- [Exercise objective] For the word "tokio", copy every line of the material that includes it.

- [Data supplied]
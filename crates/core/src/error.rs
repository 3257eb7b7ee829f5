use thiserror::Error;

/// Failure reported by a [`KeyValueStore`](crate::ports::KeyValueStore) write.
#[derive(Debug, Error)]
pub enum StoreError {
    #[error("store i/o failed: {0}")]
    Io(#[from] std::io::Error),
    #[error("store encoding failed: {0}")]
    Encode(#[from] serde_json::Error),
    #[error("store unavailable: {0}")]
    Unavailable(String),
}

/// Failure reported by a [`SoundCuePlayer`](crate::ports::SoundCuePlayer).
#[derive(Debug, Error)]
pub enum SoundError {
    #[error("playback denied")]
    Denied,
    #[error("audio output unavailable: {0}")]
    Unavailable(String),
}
==
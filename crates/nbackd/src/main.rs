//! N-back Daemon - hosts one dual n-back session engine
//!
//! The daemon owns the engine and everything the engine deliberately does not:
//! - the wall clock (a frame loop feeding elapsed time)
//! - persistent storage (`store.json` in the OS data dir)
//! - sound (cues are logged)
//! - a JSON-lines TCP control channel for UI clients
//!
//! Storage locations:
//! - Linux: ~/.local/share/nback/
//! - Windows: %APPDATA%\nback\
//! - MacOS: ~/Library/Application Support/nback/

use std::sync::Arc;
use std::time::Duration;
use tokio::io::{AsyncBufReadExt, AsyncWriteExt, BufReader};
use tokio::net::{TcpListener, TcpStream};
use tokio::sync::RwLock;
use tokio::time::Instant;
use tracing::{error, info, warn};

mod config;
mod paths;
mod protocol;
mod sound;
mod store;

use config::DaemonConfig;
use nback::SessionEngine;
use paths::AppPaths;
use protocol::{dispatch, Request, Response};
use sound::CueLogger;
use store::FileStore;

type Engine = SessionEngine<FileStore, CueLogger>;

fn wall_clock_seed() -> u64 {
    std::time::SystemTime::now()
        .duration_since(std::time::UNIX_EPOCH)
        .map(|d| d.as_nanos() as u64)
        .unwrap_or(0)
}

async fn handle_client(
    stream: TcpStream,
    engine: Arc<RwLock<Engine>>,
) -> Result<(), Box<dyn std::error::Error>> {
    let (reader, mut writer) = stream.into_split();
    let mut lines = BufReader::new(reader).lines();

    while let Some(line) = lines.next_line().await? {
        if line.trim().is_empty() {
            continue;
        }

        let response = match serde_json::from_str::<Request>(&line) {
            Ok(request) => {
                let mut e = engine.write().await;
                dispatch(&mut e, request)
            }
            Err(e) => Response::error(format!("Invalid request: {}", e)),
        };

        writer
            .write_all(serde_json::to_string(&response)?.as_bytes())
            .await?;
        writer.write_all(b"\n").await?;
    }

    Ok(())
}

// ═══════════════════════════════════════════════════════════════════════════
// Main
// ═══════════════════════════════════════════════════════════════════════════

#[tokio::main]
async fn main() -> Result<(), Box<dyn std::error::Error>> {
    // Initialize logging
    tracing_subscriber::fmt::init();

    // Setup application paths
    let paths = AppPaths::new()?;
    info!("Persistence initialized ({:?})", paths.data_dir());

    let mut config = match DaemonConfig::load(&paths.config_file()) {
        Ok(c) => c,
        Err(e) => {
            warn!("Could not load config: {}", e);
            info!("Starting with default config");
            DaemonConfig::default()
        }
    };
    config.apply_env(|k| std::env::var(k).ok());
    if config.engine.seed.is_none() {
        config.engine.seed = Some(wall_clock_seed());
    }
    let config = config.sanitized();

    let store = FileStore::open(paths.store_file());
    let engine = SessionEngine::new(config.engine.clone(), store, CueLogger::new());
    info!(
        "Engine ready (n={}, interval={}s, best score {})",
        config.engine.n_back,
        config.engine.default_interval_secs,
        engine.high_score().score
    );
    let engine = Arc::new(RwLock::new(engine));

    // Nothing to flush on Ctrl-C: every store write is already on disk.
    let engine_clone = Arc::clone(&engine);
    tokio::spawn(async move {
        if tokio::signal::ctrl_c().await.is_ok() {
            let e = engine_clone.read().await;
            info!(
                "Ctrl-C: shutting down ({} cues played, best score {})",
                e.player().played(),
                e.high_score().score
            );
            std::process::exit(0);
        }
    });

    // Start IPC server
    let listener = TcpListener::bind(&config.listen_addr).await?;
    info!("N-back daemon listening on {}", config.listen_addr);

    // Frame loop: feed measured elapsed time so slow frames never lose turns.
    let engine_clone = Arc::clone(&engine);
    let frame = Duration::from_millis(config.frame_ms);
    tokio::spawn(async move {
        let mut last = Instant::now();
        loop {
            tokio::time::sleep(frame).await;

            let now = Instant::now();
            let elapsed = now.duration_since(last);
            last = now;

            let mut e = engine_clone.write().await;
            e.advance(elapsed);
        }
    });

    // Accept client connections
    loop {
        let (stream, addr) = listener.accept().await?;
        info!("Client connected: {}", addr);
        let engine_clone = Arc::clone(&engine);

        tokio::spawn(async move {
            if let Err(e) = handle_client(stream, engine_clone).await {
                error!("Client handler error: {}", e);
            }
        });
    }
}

- [Your response]
use tokio::io::{AsyncBufReadExt, AsyncWriteExt, BufReader};
use tokio::net::{TcpListener, TcpStream};
use tokio::sync::RwLock;
use tokio::time::Instant;
#[tokio::main]
    tokio::spawn(async move {
        if tokio::signal::ctrl_c().await.is_ok() {
    tokio::spawn(async move {
            tokio::time::sleep(frame).await;
        tokio::spawn(async move {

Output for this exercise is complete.